Quand l’Algérie passait par Nanterre



« Ca n’est pas une maison, ça c’est une cabane, dans une cabane il pleut, dans une cabane, il fait froid! ». Quand Soraya débarque à Orly avec ses deux enfants pour rejoindre son mari Kader, elle ne se doute pas encore de ce qui l’attend, là, du côté de Nanterre…Nous sommes en 1962. La guerre d’Algérie prend fin.

Dans la France de ces années-là, encore en pleine reconstruction, les travailleurs immigrés sont les bienvenus. Portugais, Espagnols et Maghrébins fournissent une main d’oeuvre bon marché aux industries du bâtiment et de l’automobile. Mais où loger ces « nouveaux prolétaires », chassés des meublés et des garnis des centres-villes qui ne peuvent plus les accueillir? On élève alors des baraques aux périphéries des grandes villes, à proximité des chantiers et des usines. Ceux-ci deviendront vite des bidonvilles…

C’est le cas à Nanterre. Rue de la Garenne, celui dit de « La folie » s’étendait sur 21 hectares et accueillait environ 1.500 ouvriers et 300 familles. Il se tenait sur les terrains du futur établissement public pour l’aménagement de la défene ( EPAD). Pas d’électricité, pas d’eau courante, et une seule adresse administrative, le 127 rue de la Garenne. C’est ce pan d’histoire méconnu, voire oublié, que retrace Laurent Maffre dans Demain, Demain, un beau et dense roman graphique que publie ces jours-ci Actes Sud BD.

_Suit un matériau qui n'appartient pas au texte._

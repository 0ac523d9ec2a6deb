//! PDF rasterisation: render every page to a `DynamicImage`.
//!
//! The model only accepts images, so a PDF resume is turned into one raster
//! per page. Rendering is behind the [`PageRasterizer`] trait: production
//! code binds pdfium through `pdfium-render`, tests plug in a fake that
//! fabricates pages without any native library.
//!
//! Pages are delivered one at a time, in ascending order, to a sink closure.
//! The caller encodes each page immediately and drops the bitmap, so peak
//! memory stays at a single rendered page regardless of document length.
//!
//! The pdfium calls are blocking and CPU-bound; callers run them inside
//! `tokio::task::spawn_blocking`.

use crate::error::ReviewError;
use image::DynamicImage;
use pdfium_render::prelude::*;
use std::path::{Path, PathBuf};
use tracing::{debug, info};

/// Environment variable pointing at an existing pdfium library (file or directory).
pub const PDFIUM_LIB_PATH_ENV: &str = "PDFIUM_LIB_PATH";

/// How pages are sized when rasterised.
#[derive(Debug, Clone, Copy, PartialEq)]
pub struct RenderOptions {
    /// Multiplier applied to the page size in points.
    pub scale: f32,
    /// Optional cap on either edge, in pixels.
    pub max_pixels: Option<u32>,
}

impl Default for RenderOptions {
    fn default() -> Self {
        Self {
            scale: 1.5,
            max_pixels: None,
        }
    }
}

/// Receives `(page_num_1based, total_pages, image)` for every rendered page.
pub type PageSink<'a> = dyn FnMut(usize, usize, DynamicImage) -> Result<(), ReviewError> + 'a;

/// Turns PDF bytes into page images.
pub trait PageRasterizer: Send + Sync {
    /// Rasterise every page of `pdf` in ascending order, feeding each image to
    /// `sink` before rendering the next one.
    ///
    /// Returns the number of pages in the document. Errors from `sink` abort
    /// rendering and are returned unchanged.
    fn rasterize(
        &self,
        name: &str,
        pdf: &[u8],
        options: &RenderOptions,
        sink: &mut PageSink<'_>,
    ) -> Result<usize, ReviewError>;
}

/// [`PageRasterizer`] backed by the pdfium C++ library.
#[derive(Debug, Clone, Default)]
pub struct PdfiumRasterizer {
    lib_path: Option<PathBuf>,
}

impl PdfiumRasterizer {
    /// Bind pdfium from `lib_path` when given, otherwise from
    /// `PDFIUM_LIB_PATH`, the working directory, then the system library.
    pub fn new(lib_path: Option<PathBuf>) -> Self {
        Self { lib_path }
    }

    fn library_path(&self) -> Option<PathBuf> {
        self.lib_path
            .clone()
            .or_else(|| std::env::var_os(PDFIUM_LIB_PATH_ENV).map(PathBuf::from))
            .filter(|p| !p.as_os_str().is_empty())
    }

    fn bind(&self) -> Result<Pdfium, ReviewError> {
        let bindings = match self.library_path() {
            Some(path) => {
                debug!("Binding pdfium from {}", path.display());
                Pdfium::bind_to_library(resolve_library_file(&path))
            }
            None => Pdfium::bind_to_library(Pdfium::pdfium_platform_library_name_at_path("./"))
                .or_else(|_| Pdfium::bind_to_system_library()),
        }
        .map_err(|e| ReviewError::PdfiumBindingFailed(e.to_string()))?;

        Ok(Pdfium::new(bindings))
    }
}

/// A directory is expanded to the platform library name inside it.
fn resolve_library_file(path: &Path) -> PathBuf {
    if path.is_dir() {
        let dir = path.to_string_lossy().to_string();
        PathBuf::from(Pdfium::pdfium_platform_library_name_at_path(&dir))
    } else {
        path.to_path_buf()
    }
}

impl PageRasterizer for PdfiumRasterizer {
    fn rasterize(
        &self,
        name: &str,
        pdf: &[u8],
        options: &RenderOptions,
        sink: &mut PageSink<'_>,
    ) -> Result<usize, ReviewError> {
        let pdfium = self.bind()?;

        let document = pdfium
            .load_pdf_from_byte_slice(pdf, None)
            .map_err(|e| ReviewError::CorruptPdf {
                name: name.to_string(),
                detail: format!("{:?}", e),
            })?;

        let pages = document.pages();
        let total_pages = pages.len() as usize;
        info!("PDF loaded: {} pages", total_pages);

        let mut render_config = PdfRenderConfig::new().scale_page_by_factor(options.scale);
        if let Some(max) = options.max_pixels {
            render_config = render_config
                .set_maximum_width(max as i32)
                .set_maximum_height(max as i32);
        }

        for idx in 0..total_pages {
            let page = pages
                .get(idx as u16)
                .map_err(|e| ReviewError::RasterisationFailed {
                    page: idx + 1,
                    detail: format!("{:?}", e),
                })?;

            let bitmap = page.render_with_config(&render_config).map_err(|e| {
                ReviewError::RasterisationFailed {
                    page: idx + 1,
                    detail: format!("{:?}", e),
                }
            })?;

            let image = bitmap.as_image();
            debug!(
                "Rendered page {} → {}x{} px",
                idx + 1,
                image.width(),
                image.height()
            );

            sink(idx + 1, total_pages, image)?;
        }

        Ok(total_pages)
    }
}

#[cfg(test)]
mod tests {
    use super::*;

    #[test]
    fn default_options_use_one_and_a_half_scale() {
        let opts = RenderOptions::default();
        assert_eq!(opts.scale, 1.5);
        assert_eq!(opts.max_pixels, None);
    }

    #[test]
    fn explicit_lib_path_wins_over_env() {
        let r = PdfiumRasterizer::new(Some(PathBuf::from("/opt/pdfium/libpdfium.so")));
        assert_eq!(
            r.library_path(),
            Some(PathBuf::from("/opt/pdfium/libpdfium.so"))
        );
    }

    #[test]
    fn file_path_is_used_verbatim() {
        let p = Path::new("/nonexistent/libpdfium.so");
        assert_eq!(resolve_library_file(p), p.to_path_buf());
    }

    #[test]
    fn directory_expands_to_platform_library() {
        let dir = tempfile::tempdir().unwrap();
        let resolved = resolve_library_file(dir.path());
        assert!(resolved.starts_with(dir.path()));
        assert!(resolved.to_string_lossy().contains("pdfium"));
    }
}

Le rêve d’un logement décent

A la croisée du documentaire et de la fiction, Demain, Demain nous fait vivre sur quatre ans (1962-1966) le destin d’une famille algérienne en quête de dignité. Celle qui consiste, qui que l’on soit, à vivre dans un logement décent.

Finalement, au terme d’incessantes démarches auprès d’une administration française peu pressée de donner satisfaction à ces « étranges étrangers », Kader et sa famille seront relogés, dans un bâtiment en dur où ils découvrent l’eau et l’électricité…

Le trait de Laurent Maffre est fouillé et précis. Pour parvenir à cette vérité, l’auteur s’est notamment appuyé sur le travail de Monique Hervo, militante et témoin de l’époque, qui a vécu 12 ans à « La Folie », auteur de Chroniques du bidonville (Seuil).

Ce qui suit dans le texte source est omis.